▸ TO DO
For each record that follows, write out an identical copy.

MATERIAL PROVIDED section start

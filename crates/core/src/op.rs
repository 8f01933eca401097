// SPDX-License-Identifier: MIT
// Copyright (c) 2026 Alfred Jean LLC

//! Pending operations for the offline queue.
//!
//! Every mutation that could not be confirmed against the remote service is
//! recorded as a [`PendingOp`] and replayed later, in the order it was issued.
//! The persisted form is an adjacently tagged record:
//!
//! ```json
//! {"operation": "add", "data": { ...fine... }}
//! {"operation": "update", "data": {"id": "...", "updates": { ...patch... }}}
//! {"operation": "delete", "data": {"id": "..."}}
//! ```

use serde::{Deserialize, Serialize};

use crate::fine::{Fine, FinePatch};

/// A mutation awaiting successful remote application.
#[derive(Debug, Clone, PartialEq, Serialize, Deserialize)]
#[serde(tag = "operation", content = "data", rename_all = "snake_case")]
pub enum PendingOp {
    /// Create a fine.
    Add(Fine),
    /// Merge partial fields into an existing fine.
    Update { id: String, updates: FinePatch },
    /// Remove a fine.
    Delete { id: String },
}

impl PendingOp {
    /// Creates an update operation.
    pub fn update(id: impl Into<String>, updates: FinePatch) -> Self {
        PendingOp::Update {
            id: id.into(),
            updates,
        }
    }

    /// Creates a delete operation.
    pub fn delete(id: impl Into<String>) -> Self {
        PendingOp::Delete { id: id.into() }
    }

    /// Returns the id of the fine affected by this operation.
    pub fn fine_id(&self) -> &str {
        match self {
            PendingOp::Add(fine) => &fine.id,
            PendingOp::Update { id, .. } => id,
            PendingOp::Delete { id } => id,
        }
    }

    /// Short name of the operation, matching the persisted tag.
    pub fn kind(&self) -> &'static str {
        match self {
            PendingOp::Add(_) => "add",
            PendingOp::Update { .. } => "update",
            PendingOp::Delete { .. } => "delete",
        }
    }
}

#[cfg(test)]
#[path = "op_tests.rs"]
mod tests;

MATERIAL PROVIDED section end

▸ COMPLETED EXERCISE
filename crates/core/src/op.rs
repository 8f01933eca401097
// SPDX-License-Identifier: MIT
// Copyright (c) 2026 Alfred Jean LLC

//! Pending operations for the offline queue.
//!
//! Every mutation that could not be confirmed against the remote service is
//! recorded as a [`PendingOp`] and replayed later, in the order it was issued.
//! The persisted form is an adjacently tagged record:
//!
//! ```json
//! {"operation": "add", "data": { ...fine... }}
//! {"operation": "update", "data": {"id": "...", "updates": { ...patch... }}}
//! {"operation": "delete", "data": {"id": "..."}}
//! ```

use serde::{Deserialize, Serialize};

use crate::fine::{Fine, FinePatch};

/// A mutation awaiting successful remote application.
#[derive(Debug, Clone, PartialEq, Serialize, Deserialize)]
#[serde(tag = "operation", content = "data", rename_all = "snake_case")]
pub enum PendingOp {
    /// Create a fine.
    Add(Fine),
    /// Merge partial fields into an existing fine.
    Update { id: String, updates: FinePatch },
    /// Remove a fine.
    Delete { id: String },
}

impl PendingOp {
    /// Creates an update operation.
    pub fn update(id: impl Into<String>, updates: FinePatch) -> Self {
        PendingOp::Update {
            id: id.into(),
            updates,
        }
    }

    /// Creates a delete operation.
    pub fn delete(id: impl Into<String>) -> Self {
        PendingOp::Delete { id: id.into() }
    }

    /// Returns the id of the fine affected by this operation.
    pub fn fine_id(&self) -> &str {
        match self {
            PendingOp::Add(fine) => &fine.id,
            PendingOp::Update { id, .. } => id,
            PendingOp::Delete { id } => id,
        }
    }

    /// Short name of the operation, matching the persisted tag.
    pub fn kind(&self) -> &'static str {
        match self {
            PendingOp::Add(_) => "add",
            PendingOp::Update { .. } => "update",
            PendingOp::Delete { .. } => "delete",
        }
    }
}

#[cfg(test)]
#[path = "op_tests.rs"]
mod tests;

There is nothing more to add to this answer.